This Mom of IVF Triplets Shares Why She Loves Her Postpartum Body
After struggling to become pregnant, this mom and blogger is thankful for everything her body has overcome. Now, she's celebrating her scars.
After struggling with infertility, Desiree Fortin gave birth to IVF triplets a year and a half ago. In a recent blog post, the young mom and photographer revealed that she was recently congratulated on her "baby bump" twice in one week. But rather than being hard on herself on what she calls her "postpartum pooch," she wrote about how the comments taught her to appreciate her body for carrying and delivering three five-pound babies into the world. (Related: New Mom Pens Heartfelt Post About Self-Love After Childbirth.)
"I was challenged to really think about my body," she says, referring to the comments made about her non-existent pregnancy. "Was I really proud of the wounds left behind on my stomach after carrying and delivering my triplets? Was I really beautiful?"
Fortin continues by explaining that despite her 'baby bump', she's able to see beauty in her scars because of the struggle she went through to become pregnant and bring three healthy babies into the world. (After successfully becoming pregnant with her triplets through IVF, doctors were concerned whether she'd be able to carry them to term, due to her small frame, she says.) "Even though I may have a little extra pooch and lots of tiger stripes, I longed for wounds like these," she says.

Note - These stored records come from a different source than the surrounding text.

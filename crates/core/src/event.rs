//! Domain event system: decoupled communication between bounded contexts.
//!
//! Events are published when something interesting happens in the system.
//! Other components can subscribe to react without tight coupling.

use chrono::{DateTime, Utc};
use serde::{Deserialize, Serialize};
use std::sync::Arc;
use tokio::sync::broadcast;

/// All domain events in the system.
#[derive(Debug, Clone, Serialize, Deserialize)]
pub enum DomainEvent {
    /// A turn reached a plain assistant answer
    TurnCompleted {
        session_id: String,
        rounds: u32,
        tokens_used: u32,
        timestamp: DateTime<Utc>,
    },

    /// A tool was executed
    ToolExecuted {
        session_id: String,
        tool_name: String,
        success: bool,
        duration_ms: u64,
        timestamp: DateTime<Utc>,
    },

    /// A transcript was truncated back to the system message
    SessionReset {
        session_id: String,
        reason: ResetReason,
        timestamp: DateTime<Utc>,
    },

    /// An error occurred
    ErrorOccurred {
        context: String,
        error_message: String,
        timestamp: DateTime<Utc>,
    },
}

/// Why a session transcript was reset.
#[derive(Debug, Clone, Copy, PartialEq, Eq, Serialize, Deserialize)]
#[serde(rename_all = "snake_case")]
pub enum ResetReason {
    /// The caller asked for it.
    Requested,
    /// The provider rejected the transcript as desynchronized.
    Desync,
    /// The tool round limit was reached.
    RoundLimit,
    /// Tool results could not be written back.
    WriteBackFailed,
}

/// A broadcast-based event bus for domain events.
///
/// Uses `tokio::sync::broadcast` for multi-consumer pub/sub.
pub struct EventBus {
    sender: broadcast::Sender<Arc<DomainEvent>>,
}

impl EventBus {
    /// Create a new event bus with the given capacity.
    pub fn new(capacity: usize) -> Self {
        let (sender, _) = broadcast::channel(capacity);
        Self { sender }
    }

    /// Publish an event to all subscribers.
    pub fn publish(&self, event: DomainEvent) {
        // No subscribers is fine
        let _ = self.sender.send(Arc::new(event));
    }

    /// Subscribe to receive events.
    pub fn subscribe(&self) -> broadcast::Receiver<Arc<DomainEvent>> {
        self.sender.subscribe()
    }
}

impl Default for EventBus {
    fn default() -> Self {
        Self::new(256)
    }
}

"My hope wounds are proof of my strength and bravery through the pain and loss of an empty womb and the extreme joy and glow of a fruitful womb."
In part, Fortin also appreciates her so-called 'flaws' because they tell the story of how she overcame postpartum depression. (Related: This Mom Wants You to Understand the Dark Side of Pregnancy and Motherhood)
"My hope wounds also represent some pretty dark days as a new mommy. For me, the sleep deprivation set in overnight ... My exhaustion eventually turned into anxiety and depression and I found myself multiple times sitting on the bathroom floor while my husband held me in his arms doing everything he could to just help me breathe normal," she says. "I was terrified and sad. I felt ashamed of myself and incredibly lonely. I see that when I look at my scars."
Today, Fortin's scars are a symbol of her victory-proof of all the battles she has won to become the mother that she is today.
"As I was challenged and inspired to really relish and embrace my hope wounds, I learned that I absolutely love who I am," she says. "I love my wounds, and I love the life that I have been given. I am so proud of my body and the representation it has of my journey."